Using the interface, we move the two layers to R, landcov as a factor, and topo as a numeric vector. The tapply() function lets us apply the declared function mean() to the subsets of the first argument grouped by the second, giving the results we need. The counts of cells by land use type are given by table(), which we can next covert to hectares using the metadata on cell resolution.
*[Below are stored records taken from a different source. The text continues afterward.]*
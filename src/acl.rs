// Access control rules
//
// A rule is `user:requiredGroups:actions:target:attributes`. Fields hold glob
// patterns; space separated tokens are alternatives and a `!` prefix on an
// attribute token excludes it. Access is granted when any rule matches.

use anyhow::{bail, Result};

use crate::dn::Dn;

pub const ANONYMOUS_USER: &str = "ANONYMOUS";

const SELF_TOKEN: &str = "SELF";

/// The principal an operation runs as.
#[derive(Debug, Clone, PartialEq, Eq)]
pub struct User {
    pub dn: String,
    pub groups: Vec<String>,
}

impl User {
    pub fn new(dn: impl Into<String>, groups: Vec<String>) -> Self {
        Self {
            dn: dn.into(),
            groups,
        }
    }

    pub fn anonymous() -> Self {
        Self::new(ANONYMOUS_USER, Vec::new())
    }

    pub fn is_anonymous(&self) -> bool {
        self.dn == ANONYMOUS_USER
    }
}

impl Default for User {
    fn default() -> Self {
        Self::anonymous()
    }
}

#[derive(Debug, Clone, PartialEq, Eq)]
pub struct AclEntry {
    pub user: String,
    pub required_groups: Vec<String>,
    pub actions: Vec<String>,
    /// `SELF` stands for the principal's own DN.
    pub target: String,
    pub attributes: Vec<String>,
    pub excluded_attributes: Vec<String>,
}

fn split_tokens(field: &str) -> Vec<String> {
    field
        .split(' ')
        .filter(|s| !s.is_empty())
        .map(String::from)
        .collect()
}

impl AclEntry {
    pub fn parse(rule: &str) -> Result<Self> {
        let parts: Vec<&str> = rule.split(':').collect();
        if parts.len() != 5 {
            bail!("invalid ACL entry {:?}: expected 5 colon-separated fields, got {}", rule, parts.len());
        }

        let mut attributes = Vec::new();
        let mut excluded_attributes = Vec::new();
        for token in split_tokens(parts[4]) {
            match token.strip_prefix('!') {
                Some(excluded) => excluded_attributes.push(excluded.to_lowercase()),
                None => attributes.push(token.to_lowercase()),
            }
        }

        Ok(Self {
            user: parts[0].to_string(),
            required_groups: split_tokens(parts[1]),
            actions: split_tokens(parts[2]),
            target: parts[3].to_string(),
            attributes,
            excluded_attributes,
        })
    }

    fn matches_target(&self, user: &User, target: &str) -> bool {
        if glob_match(&self.target, target) {
            return true;
        }
        match target.strip_suffix(user.dn.as_str()) {
            Some(head) => glob_match(&self.target, &format!("{}{}", head, SELF_TOKEN)),
            None => false,
        }
    }

    pub fn check(&self, user: &User, action: &str, target: &str, attributes: &[String]) -> bool {
        if !glob_match(&self.user, &user.dn) {
            return false;
        }

        let groups_ok = self
            .required_groups
            .iter()
            .all(|pattern| user.groups.iter().any(|group| glob_match(pattern, group)));
        if !groups_ok {
            return false;
        }

        if !self.matches_target(user, target) {
            return false;
        }

        if !self.actions.iter().any(|pattern| glob_match(pattern, action)) {
            return false;
        }

        let allowed = attributes
            .iter()
            .all(|attr| self.attributes.iter().any(|pattern| glob_match(pattern, attr)));
        if !allowed {
            return false;
        }

        // exclusions win over any allow pattern
        !self
            .excluded_attributes
            .iter()
            .any(|pattern| attributes.iter().any(|attr| glob_match(pattern, attr)))
    }
}

/// Ordered rule list; an empty list denies everything.
#[derive(Debug, Clone, Default, PartialEq, Eq)]
pub struct Acl(Vec<AclEntry>);

impl Acl {
    pub fn parse<S: AsRef<str>>(rules: &[S]) -> Result<Self> {
        let entries = rules
            .iter()
            .map(|rule| AclEntry::parse(rule.as_ref()))
            .collect::<Result<Vec<_>>>()?;
        Ok(Self(entries))
    }

    pub fn len(&self) -> usize {
        self.0.len()
    }

    pub fn is_empty(&self) -> bool {
        self.0.is_empty()
    }

    pub fn check(&self, user: &User, action: &str, target: &Dn, attributes: &[String]) -> bool {
        let target = target.to_string();
        self.0
            .iter()
            .any(|entry| entry.check(user, action, &target, attributes))
    }
}

/// Shell-style match over '/'-separated names, case-insensitive.
/// `*` and `?` never match '/'; `[...]` classes support `^` negation and ranges;
/// `\` escapes. A malformed pattern matches nothing.
pub fn glob_match(pattern: &str, value: &str) -> bool {
    let pattern: Vec<char> = pattern.to_lowercase().chars().collect();
    let value: Vec<char> = value.to_lowercase().chars().collect();
    is_valid_pattern(&pattern) && match_here(&pattern, &value)
}

fn is_valid_pattern(mut p: &[char]) -> bool {
    while let Some(&c) = p.first() {
        p = match c {
            '\\' => match p.get(1) {
                Some(_) => &p[2..],
                None => return false,
            },
            '[' => match parse_class(&p[1..]) {
                Some((_, rest)) => rest,
                None => return false,
            },
            _ => &p[1..],
        };
    }
    true
}

fn match_here(p: &[char], t: &[char]) -> bool {
    let Some(&c) = p.first() else {
        return t.is_empty();
    };
    match c {
        '*' => {
            let rest = &p[1..];
            for i in 0..=t.len() {
                if match_here(rest, &t[i..]) {
                    return true;
                }
                if i < t.len() && t[i] == '/' {
                    break;
                }
            }
            false
        }
        '?' => match t.first() {
            Some(&ch) if ch != '/' => match_here(&p[1..], &t[1..]),
            _ => false,
        },
        '[' => match (parse_class(&p[1..]), t.first()) {
            (Some((class, rest)), Some(&ch)) if class.contains(ch) => match_here(rest, &t[1..]),
            _ => false,
        },
        '\\' => match (p.get(1), t.first()) {
            (Some(a), Some(b)) if a == b => match_here(&p[2..], &t[1..]),
            _ => false,
        },
        _ => match t.first() {
            Some(&ch) if ch == c => match_here(&p[1..], &t[1..]),
            _ => false,
        },
    }
}

struct CharClass {
    negated: bool,
    ranges: Vec<(char, char)>,
}

impl CharClass {
    fn contains(&self, c: char) -> bool {
        let inside = self.ranges.iter().any(|(lo, hi)| *lo <= c && c <= *hi);
        inside != self.negated
    }
}

/// Parse a class body (after '['); returns it with the pattern after ']'.
fn parse_class(p: &[char]) -> Option<(CharClass, &[char])> {
    let negated = p.first() == Some(&'^');
    let mut i = usize::from(negated);
    let mut ranges = Vec::new();
    loop {
        match p.get(i) {
            None => return None,
            Some(']') if !ranges.is_empty() => {
                return Some((CharClass { negated, ranges }, &p[i + 1..]));
            }
            _ => {}
        }
        let (lo, next) = class_char(p, i)?;
        i = next;
        let mut hi = lo;
        if p.get(i) == Some(&'-') {
            let (h, next) = class_char(p, i + 1)?;
            hi = h;
            i = next;
        }
        ranges.push((lo, hi));
    }
}

fn class_char(p: &[char], i: usize) -> Option<(char, usize)> {
    match *p.get(i)? {
        '-' | ']' => None,
        '\\' => p.get(i + 1).map(|c| (*c, i + 2)),
        c => Some((c, i + 1)),
    }
}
Finally, we construct a boxplot of elevation by land use, making box width proportional to the numbers of cells in each land use class (note that the first, empty, count is dropped by subsetting c2[2:9]).

> library(GRASS)
Running in /usr/local/grass-5.0b/data/leics/rsb
> G <- gmeta()
> leics <- rast.get(G, c("landcov", "topo"), c(T, F))
> str(leics)
List of 2
 $ landcov.f: Factor w/ 9 levels "Background","In..",..: 6 6 6 6 6 6 6 6 6 6 ...
 $ topo     : num [1:57600] 80 80 80 80 80 80 80 80 78 76 ...
> c1 <- tapply(leics$topo, leics$landcov.f, mean)
> c2 <- table(leics$landcov.f) * ((G$ewres*G$nsres) / 10000)
> colnames(c3) <- c("Average Height", "Total Area")
> c3[2:9,]
            Average Height Total Area
Industry          83.61101     417.75
Residential       76.30066    1658.00
Quarry           135.25405     138.75
Woodland         142.94454     437.25
Arable           104.02143    5728.25
Pasture          133.48335    4204.00
Scrub            148.24870    1639.50
Water             99.26912     176.50
> boxplot(leics$topo ~ leics$landcov.f, width=c2[2:9], col="gray")

Boxplot of topo by landcov

Figure 9. Boxplot of elevation in metres by land cover classes, NW Leicestershire; box widths proportional to share of land cover types in study region.

It is of course difficult to carry out effective data analysis, especially graphical data analysis, in a GIS like GRASS, but boxplots such as these are of great help in showing more of what the empirical distributions of cell values look like.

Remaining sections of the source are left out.